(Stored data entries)
======

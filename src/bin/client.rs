//! Demonstration client: send one message, print the reply

use anyhow::{Context, Result};
use clap::Parser;

use eventlog::client::{send_tcp, send_udp};
use eventlog::config::DEFAULT_PORT;
use eventlog::utils::current_timestamp;

/// Send one message to an event log server and print the reply
#[derive(Parser, Debug)]
#[command(name = "eventlog-client", author, version, about, long_about = None)]
struct Args {
    /// Use UDP instead of TCP
    #[arg(short, long)]
    udp: bool,

    /// Server port
    #[arg(short, long, default_value_t = DEFAULT_PORT)]
    port: u16,

    /// Server host
    #[arg(long, default_value = "localhost")]
    host: String,

    /// Message to send; `{now}` is replaced with the current timestamp
    #[arg(short, long, default_value = "Hello World")]
    message: String,
}

fn main() -> Result<()> {
    let args = Args::parse();
    let message = args.message.replace("{now}", &current_timestamp());
    let addr = (args.host.as_str(), args.port);

    let (transport, reply) = if args.udp {
        println!("UDP >>> {}", message);
        ("UDP", send_udp(addr, &message))
    } else {
        println!("TCP >>> {}", message);
        ("TCP", send_tcp(addr, &message))
    };

    let reply = reply.with_context(|| {
        format!("{} request to {}:{} failed", transport, args.host, args.port)
    })?;
    println!("{} <<< {}", transport, reply);
    Ok(())
}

======

**PROMPT:** Look above for the line that contains "instead of TCP". That line and every line after it through the end of the data must be written out exactly, with nothing else.

**ANSWER TO THE EXERCISE:**
    /// Use UDP instead of TCP
    #[arg(short, long)]
    udp: bool,

    /// Server port
    #[arg(short, long, default_value_t = DEFAULT_PORT)]
    port: u16,

    /// Server host
    #[arg(long, default_value = "localhost")]
    host: String,

    /// Message to send; `{now}` is replaced with the current timestamp
    #[arg(short, long, default_value = "Hello World")]
    message: String,
}

fn main() -> Result<()> {
    let args = Args::parse();
    let message = args.message.replace("{now}", &current_timestamp());
    let addr = (args.host.as_str(), args.port);

    let (transport, reply) = if args.udp {
        println!("UDP >>> {}", message);
        ("UDP", send_udp(addr, &message))
    } else {
        println!("TCP >>> {}", message);
        ("TCP", send_tcp(addr, &message))
    };

    let reply = reply.with_context(|| {
        format!("{} request to {}:{} failed", transport, args.host, args.port)
    })?;
    println!("{} <<< {}", transport, reply);
    Ok(())
}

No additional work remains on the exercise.